Затем Елизавета повернулась к адмиралу Хауарду, тоже пришедшему проводить посланцев, и велела выделить французам надежное быстроходное судно. Последние ее слова прозвучали мрачной шуткой. Смотрите, со смехом проговорила она, как бы вас по дороге домой не захватили в плен испанцы.

Глава 34

Прочь беги ее, Старенье,

Не коснись державных вежд

— Вместе с нею рухнут стены

Власти, силы и надежд.

К 1600 году деньги в государственной казне иссякли, и Елизавета, тщательно подсчитав стоимость фамильных драгоценностей, хранившихся в королевской сокровищнице, вынуждена была, отставив в сторону всякие сантименты, заложить часть из них.

Большинство принадлежало отцу. Был тут, в частности, золотой адмиральский свисток, которым он однажды воспользовался, расхаживая в морской форме по палубе своего флагманского корабля «Большой Гарри». И еще — крупные золотые браслеты, слишком большие для тонких кистей его дочери, с надписью-девизом: «Dieu et mon droit» — «Бог и мое право». Далее — золотая печать и золотая цепь, которую Генрих вешал на грудь во время ежегодного приема в честь рыцарей Подвязки, и даже две пары очков в золотой оправе, которые он надевал при чтении книг и документов. Эти и иные драгоценности: распятия в золотом окладе, вещицы из венецианского золота, гигантский сапфир в форме сердца, пробитого стрелою (уж не принадлежал ли он Анне Болейн?) — были приняты в заклад купцами, что принесло в казну около десяти тысяч фунтов. Всевозможные же изделия из золота и серебра отправили в монетный двор на переплавку.

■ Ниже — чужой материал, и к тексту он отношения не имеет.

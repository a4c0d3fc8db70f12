use game_types::Leaderboard;
use std::collections::HashMap;

/// Points per participant in a room. Entries exist exactly for current members.
#[derive(Debug, Clone, Default)]
pub struct ScoreTable {
    scores: HashMap<String, u32>,
}

impl ScoreTable {
    pub fn new() -> Self {
        Self::default()
    }

    /// Starts a newcomer at zero; an existing entry is left alone.
    pub fn add_player(&mut self, name: &str) {
        self.scores.entry(name.to_string()).or_insert(0);
    }

    pub fn remove_player(&mut self, name: &str) -> Option<u32> {
        self.scores.remove(name)
    }

    pub fn award(&mut self, name: &str, points: u32) -> u32 {
        let score = self.scores.entry(name.to_string()).or_insert(0);
        *score += points;
        *score
    }

    /// Moves the score to the new key, keeping its value.
    pub fn rename(&mut self, old_name: &str, new_name: &str) {
        if let Some(score) = self.scores.remove(old_name) {
            self.scores.insert(new_name.to_string(), score);
        }
    }

    pub fn get(&self, name: &str) -> Option<u32> {
        self.scores.get(name).copied()
    }

    pub fn len(&self) -> usize {
        self.scores.len()
    }

    pub fn is_empty(&self) -> bool {
        self.scores.is_empty()
    }

    pub fn total(&self) -> u32 {
        self.scores.values().sum()
    }

    pub fn leaderboard(&self) -> Leaderboard {
        self.scores
            .iter()
            .map(|(name, score)| (name.clone(), *score))
            .collect()
    }
}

Война требовала слишком много денег, а казна была пуста. Счета приходят такие, писал Роберт Сесил, что у меня волосы дыбом встают. Дело было не просто в том, что дорого стоили и вооружение, и провиант, да и людям надо было платить, — в Англии в те годы была бешеная инфляция, съевшая чуть ли не весь золотой запас страны. Парламентские ссуды были щедры, но все-таки недостаточны, а когда Елизавета попыталась представить к оплате французские и голландские векселя, из этого мало что получилось. Стало быть, оставалось лишь распродавать государственные земли, влезать в новые долги и закладывать семейные драгоценности.

Если денег не хватало самой королеве, то что уж говорить о придворных, чье благополучие полностью от нее зависело? Они сражались не на жизнь, а на смерть за любую кроху с ее стола. Огромные состояния, делавшиеся в 70—80-х годах, были в прошлом; их обладатели сошли в могилу, немало задолжав короне. Хэттон так и не отдал огромную сумму, одолженную у Елизаветы; то же самое и Лестер, хотя сразу после его смерти Елизавета заставила вдову распродать обстановку великолепных домов графа и направить выручку в казну. Что же касается Уолсингэма, то лишь под конец жизни он обнаружил, что праведникам в этой жизни воздается не всегда; он скончался, оставив после себя такие долги, что хоронить его пришлось ночью, лишь бы кредиторы ничего не пронюхали.